The National Weather Service sees the potential for severe weather and a stream of weather information flows from the National Weather Service forecast offices to you.
Each National Weather Service forecast office has a web site, a facebook page and a twitter feed where you can find graphical weather stories which highlight upcoming weather hazards. The Hazardous Weather Outlook, a text product, it is also available which highlights weather hazards sometimes seven days in advance.
The Storm Prediction Center in Norman, Oklahoma also forecasts the chance for severe weather across the country several days in advance. These outlooks will tell you if there is a chance for severe weather and if you are in a slight risk, moderate risk or high risk area for severe weather.
If severe weather becomes likely within six hours a watch will be issued alerting you to the increased risk for severe weather. If you are in or close to the watch area you should plan where to go for shelter if severe weather occurs. If high wind is a threat tying down or bringing loose objects indoors would be a wise move. If large hail is a threat protecting your vehicle would be a good idea.

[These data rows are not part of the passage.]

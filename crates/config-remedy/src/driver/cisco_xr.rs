//! Cisco IOS-XR driver

use std::sync::Arc;

use crate::error::Result;
use crate::matcher::MatchRule;
use crate::rules::{
    DriverRules, IdempotentCommandsRule, IndentAdjustRule, OrderingRule,
    ParentAllowsDuplicateChildRule, PerLineSubRule, SectionalExitingRule,
    SectionalOverwriteNoNegateRule, SectionalOverwriteRule,
};
use crate::tree::{Config, NodeId, ROOT};

use super::{Driver, Platform, PlatformHooks, rules_idempotent_for};

#[derive(Debug)]
struct CiscoXr;

impl PlatformHooks for CiscoXr {
    fn platform(&self) -> Platform {
        Platform::CiscoXr
    }

    /// ACL entries under `ipv4/ipv6 access-list` sections are idempotent
    /// when they share a leading sequence number.
    fn idempotent_for(
        &self,
        config: &Config,
        node: NodeId,
        target: &Config,
        target_parent: NodeId,
    ) -> Option<NodeId> {
        let parent = config.parent(node);
        if parent != ROOT {
            let parent_text = config.text(parent);
            if parent_text.starts_with("ipv4 access-list ")
                || parent_text.starts_with("ipv6 access-list ")
            {
                let sequence = config.text(node).split(' ').next().unwrap_or_default();
                for &other in target.children(target_parent) {
                    let other_sequence = target.text(other).split(' ').next().unwrap_or_default();
                    if sequence == other_sequence {
                        return Some(other);
                    }
                }
            }
        }
        rules_idempotent_for(config, node, target, target_parent)
    }
}

fn bgp_vrf_neighbor_af(leaf: &str) -> Vec<MatchRule> {
    vec![
        MatchRule::startswith("router bgp"),
        MatchRule::startswith("vrf"),
        MatchRule::startswith("neighbor"),
        MatchRule::startswith("address-family"),
        MatchRule::startswith(leaf),
    ]
}

pub(super) fn driver() -> Result<Driver> {
    let rules = DriverRules {
        sectional_exiting: vec![
            SectionalExitingRule {
                match_rules: vec![MatchRule::startswith("route-policy")],
                exit_text: "end-policy".to_string(),
            },
            SectionalExitingRule {
                match_rules: vec![MatchRule::startswith("prefix-set")],
                exit_text: "end-set".to_string(),
            },
            SectionalExitingRule {
                match_rules: vec![MatchRule::startswith("policy-map")],
                exit_text: "end-policy-map".to_string(),
            },
            SectionalExitingRule {
                match_rules: vec![MatchRule::startswith("class-map")],
                exit_text: "end-class-map".to_string(),
            },
            SectionalExitingRule {
                match_rules: vec![MatchRule::startswith("community-set")],
                exit_text: "end-set".to_string(),
            },
            SectionalExitingRule {
                match_rules: vec![MatchRule::startswith("extcommunity-set")],
                exit_text: "end-set".to_string(),
            },
            SectionalExitingRule {
                match_rules: vec![MatchRule::startswith("template")],
                exit_text: "end-template".to_string(),
            },
            SectionalExitingRule {
                match_rules: vec![MatchRule::startswith("interface")],
                exit_text: "root".to_string(),
            },
            SectionalExitingRule {
                match_rules: vec![MatchRule::startswith("router bgp")],
                exit_text: "root".to_string(),
            },
        ],
        sectional_overwrite: vec![SectionalOverwriteRule {
            match_rules: vec![MatchRule::startswith("template")],
        }],
        sectional_overwrite_no_negate: vec![
            SectionalOverwriteNoNegateRule {
                match_rules: vec![MatchRule::startswith("as-path-set")],
            },
            SectionalOverwriteNoNegateRule {
                match_rules: vec![MatchRule::startswith("prefix-set")],
            },
            SectionalOverwriteNoNegateRule {
                match_rules: vec![MatchRule::startswith("route-policy")],
            },
            SectionalOverwriteNoNegateRule {
                match_rules: vec![MatchRule::startswith("extcommunity-set")],
            },
            SectionalOverwriteNoNegateRule {
                match_rules: vec![MatchRule::startswith("community-set")],
            },
        ],
        ordering: vec![
            OrderingRule {
                match_rules: vec![MatchRule::startswith("vrf ")],
                weight: -200,
            },
            OrderingRule {
                match_rules: vec![MatchRule::startswith("no vrf ")],
                weight: 200,
            },
        ],
        indent_adjust: vec![IndentAdjustRule::new("^\\s*template", "^\\s*end-template")?],
        parent_allows_duplicate_child: vec![ParentAllowsDuplicateChildRule {
            match_rules: vec![MatchRule::startswith("route-policy")],
        }],
        per_line_sub: vec![
            PerLineSubRule::new("^Building configuration.*", "")?,
            PerLineSubRule::new("^Current configuration.*", "")?,
            PerLineSubRule::new("^ntp clock-period .*", "")?,
            PerLineSubRule::new(".*speed.*", "")?,
            PerLineSubRule::new(".*duplex.*", "")?,
            PerLineSubRule::new(".*negotiation auto.*", "")?,
            PerLineSubRule::new(".*parity none.*", "")?,
            PerLineSubRule::new("^end-policy$", " end-policy")?,
            PerLineSubRule::new("^end-set$", " end-set")?,
            PerLineSubRule::new("^end$", "")?,
            PerLineSubRule::new("^\\s*[#!].*", "")?,
        ],
        idempotent_commands: vec![
            IdempotentCommandsRule {
                match_rules: vec![
                    MatchRule::startswith("router bgp"),
                    MatchRule::startswith("vrf"),
                    MatchRule::startswith("address-family"),
                    MatchRule::startswith("additional-paths selection route-policy"),
                ],
            },
            IdempotentCommandsRule {
                match_rules: vec![
                    MatchRule::startswith("router bgp"),
                    MatchRule::startswith("bgp router-id"),
                ],
            },
            IdempotentCommandsRule {
                match_rules: vec![
                    MatchRule::startswith("router bgp"),
                    MatchRule::startswith("neighbor-group"),
                    MatchRule::startswith("address-family"),
                    MatchRule::startswith("soft-reconfiguration inbound"),
                ],
            },
            IdempotentCommandsRule {
                match_rules: bgp_vrf_neighbor_af("soft-reconfiguration inbound"),
            },
            IdempotentCommandsRule {
                match_rules: bgp_vrf_neighbor_af("maximum-prefix"),
            },
            IdempotentCommandsRule {
                match_rules: vec![
                    MatchRule::startswith("router bgp"),
                    MatchRule::startswith("vrf"),
                    MatchRule::startswith("neighbor"),
                    MatchRule::startswith("password"),
                ],
            },
            IdempotentCommandsRule {
                match_rules: vec![
                    MatchRule::startswith("router bgp"),
                    MatchRule::startswith("vrf"),
                    MatchRule::startswith("neighbor"),
                    MatchRule::startswith("description"),
                ],
            },
            IdempotentCommandsRule {
                match_rules: vec![
                    MatchRule::startswith("router bgp"),
                    MatchRule::startswith("neighbor"),
                    MatchRule::startswith("description"),
                ],
            },
            IdempotentCommandsRule {
                match_rules: vec![
                    MatchRule::startswith("router bgp"),
                    MatchRule::startswith("neighbor"),
                    MatchRule::startswith("password"),
                ],
            },
            IdempotentCommandsRule {
                match_rules: vec![
                    MatchRule::startswith("router ospf"),
                    MatchRule::startswith("area"),
                    MatchRule::startswith("interface"),
                    MatchRule::startswith("cost"),
                ],
            },
            IdempotentCommandsRule {
                match_rules: vec![
                    MatchRule::startswith("router ospf"),
                    MatchRule::startswith("router-id"),
                ],
            },
            IdempotentCommandsRule {
                match_rules: vec![
                    MatchRule::startswith("router ospf"),
                    MatchRule::startswith("area"),
                    MatchRule::startswith("message-digest-key"),
                ],
            },
            IdempotentCommandsRule {
                match_rules: vec![
                    MatchRule::startswith("router ospf"),
                    MatchRule::startswith("max-metric router-lsa"),
                ],
            },
            IdempotentCommandsRule {
                match_rules: vec![MatchRule::equals("l2vpn"), MatchRule::startswith("router-id")],
            },
            IdempotentCommandsRule {
                match_rules: vec![MatchRule::re_search("logging \\d+.\\d+.\\d+.\\d+ vrf MGMT")?],
            },
            IdempotentCommandsRule {
                match_rules: vec![
                    MatchRule::equals("line default"),
                    MatchRule::startswith("access-class ingress"),
                ],
            },
            IdempotentCommandsRule {
                match_rules: vec![
                    MatchRule::equals("line default"),
                    MatchRule::startswith("transport input"),
                ],
            },
            IdempotentCommandsRule {
                match_rules: vec![MatchRule::startswith("hostname")],
            },
            IdempotentCommandsRule {
                match_rules: vec![MatchRule::startswith("logging source-interface")],
            },
            IdempotentCommandsRule {
                match_rules: vec![
                    MatchRule::startswith("interface"),
                    MatchRule::startswith("ipv4 address"),
                ],
            },
            IdempotentCommandsRule {
                match_rules: vec![MatchRule::startswith("snmp-server community")],
            },
            IdempotentCommandsRule {
                match_rules: vec![MatchRule::startswith("snmp-server location")],
            },
            IdempotentCommandsRule {
                match_rules: vec![
                    MatchRule::equals("line console"),
                    MatchRule::startswith("exec-timeout"),
                ],
            },
            IdempotentCommandsRule {
                match_rules: vec![
                    MatchRule::equals("mpls ldp"),
                    MatchRule::startswith("session protection duration"),
                ],
            },
            IdempotentCommandsRule {
                match_rules: vec![
                    MatchRule::equals("mpls ldp"),
                    MatchRule::startswith("igp sync delay"),
                ],
            },
            IdempotentCommandsRule {
                match_rules: vec![
                    MatchRule::startswith("interface"),
                    MatchRule::startswith("mtu"),
                ],
            },
            IdempotentCommandsRule {
                match_rules: vec![MatchRule::startswith("banner")],
            },
        ],
        ..DriverRules::default()
    };
    Ok(Driver::new(rules, Arc::new(CiscoXr)))
}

Then forecasters at the local National Weather Service office will monitor satellite and radar data and collaborate with severe weather spotters. Forecasters will issue warnings to alert you of the imminent severe weather threat. The warnings are sent out in many different ways in order to reach the most people possible.

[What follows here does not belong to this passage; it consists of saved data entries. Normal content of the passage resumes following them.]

//! Read-only node handle and text rendering

use std::collections::BTreeSet;

use super::{Config, Instance, NodeId, TagSet};

/// Rendering style for [`Node::cisco_style_text`].
#[derive(Debug, Clone, Copy, PartialEq, Eq, Default)]
pub enum TextStyle<'a> {
    /// Just the indented command line
    #[default]
    WithoutComments,
    /// Append ` !` and the node's sorted comments
    WithComments,
    /// Append ` !` with an instance count and the comments of instances
    /// carrying `tag` (all instances when `None`)
    Merged(Option<&'a str>),
}

/// A borrowed view of one node inside a [`Config`].
#[derive(Debug, Clone, Copy)]
pub struct Node<'a> {
    config: &'a Config,
    id: NodeId,
}

impl Config {
    /// Borrow a read-only handle for `id`.
    #[must_use]
    pub fn node(&self, id: NodeId) -> Node<'_> {
        Node { config: self, id }
    }
}

impl<'a> Node<'a> {
    /// The node's id.
    #[must_use]
    pub fn id(&self) -> NodeId {
        self.id
    }

    /// Command text.
    #[must_use]
    pub fn text(&self) -> &'a str {
        self.config.text(self.id)
    }

    /// Distance from the root.
    #[must_use]
    pub fn depth(&self) -> usize {
        self.config.depth(self.id)
    }

    /// Tags, with the untagged marker for bare leaves.
    #[must_use]
    pub fn tags(&self) -> TagSet {
        self.config.tags(self.id)
    }

    /// Comments attached to the node.
    #[must_use]
    pub fn comments(&self) -> &'a BTreeSet<String> {
        self.config.comments(self.id)
    }

    /// Per-device provenance records.
    #[must_use]
    pub fn instances(&self) -> &'a [Instance] {
        self.config.instances(self.id)
    }

    /// Child handles in insertion order.
    pub fn children(&self) -> impl Iterator<Item = Node<'a>> + 'a {
        let config = self.config;
        config
            .children(self.id)
            .iter()
            .map(move |&id| Node { config, id })
    }

    /// Render as `"  " * (depth - 1) + text`, optionally followed by ` !`
    /// and comma-separated sorted comments.
    #[must_use]
    pub fn cisco_style_text(&self, style: TextStyle<'_>) -> String {
        let mut comments: Vec<String> = Vec::new();
        match style {
            TextStyle::WithoutComments => {}
            TextStyle::WithComments => {
                comments.extend(self.comments().iter().cloned());
            }
            TextStyle::Merged(tag) => {
                let mut instance_count = 0;
                let mut instance_comments: BTreeSet<String> = BTreeSet::new();
                for instance in self.instances() {
                    let tag_matches = match tag {
                        None => true,
                        Some(tag) => instance.tags.contains(tag),
                    };
                    if tag_matches {
                        instance_count += 1;
                        instance_comments.extend(instance.comments.iter().cloned());
                    }
                }
                let word = if instance_count == 1 {
                    "instance"
                } else {
                    "instances"
                };
                comments.push(format!("{instance_count} {word}"));
                comments.extend(instance_comments);
            }
        }
        comments.sort();

        let indent = "  ".repeat(self.depth().saturating_sub(1));
        if comments.is_empty() {
            format!("{indent}{}", self.text())
        } else {
            format!("{indent}{} !{}", self.text(), comments.join(", "))
        }
    }
}

#[cfg(test)]
mod tests {
    use super::*;
    use crate::driver::{Platform, get_driver};
    use crate::tree::ROOT;

    #[test]
    fn test_cisco_style_text_indentation() {
        let mut config = Config::new(get_driver(Platform::Generic).unwrap());
        let leaf = config.add_children_deep(ROOT, ["interface Vlan2", "description test"]);

        assert_eq!(
            config.node(leaf).cisco_style_text(TextStyle::WithoutComments),
            "  description test"
        );
    }

    #[test]
    fn test_cisco_style_text_with_comments() {
        let mut config = Config::new(get_driver(Platform::Generic).unwrap());
        let child = config.add_child(ROOT, "no vlan 3");
        config.add_comment(child, "removes 2 lines");

        assert_eq!(
            config.node(child).cisco_style_text(TextStyle::WithComments),
            "no vlan 3 !removes 2 lines"
        );
    }

    #[test]
    fn test_merged_style_counts_instances() {
        let mut aggregate = Config::new(get_driver(Platform::Generic).unwrap());
        let mut device = Config::new(get_driver(Platform::Generic).unwrap());
        device.add_child(ROOT, "hostname a");
        aggregate.merge([&device]);

        let child = aggregate.child_by_text(ROOT, "hostname a").unwrap();
        assert_eq!(
            aggregate.node(child).cisco_style_text(TextStyle::Merged(None)),
            "hostname a !1 instance"
        );
    }
}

A warning is an urgent message telling you that severe weather or flooding is imminent or is occurring. Warnings are usually issued for an area smaller than a county.
A severe thunderstorm warning is issued for wind gusts of 58 MPH or higher or for hail one inch in diameter or larger.
A tornado warning is issued when a tornado is imminent or occurring.
A flash flood warning is issued for rapidly developing life threatening flooding.
Before and during severe weather you can receive watches, warnings and advisories on NOAA all hazards weather radio.
Most weather radio receivers have a built in tone alert which is activated by the national weather service when watches and warnings are issued. You will also see warnings on the internet, your smartphone with wireless emergency alert (WEA) messages or hear them on your local radio or television stations.
Do not be caught off guard. Know how to receive watch and warning information and know what to do when severe weather threatens. Specific safety information will be available each day of this Colorado Severe Weather Awareness Week.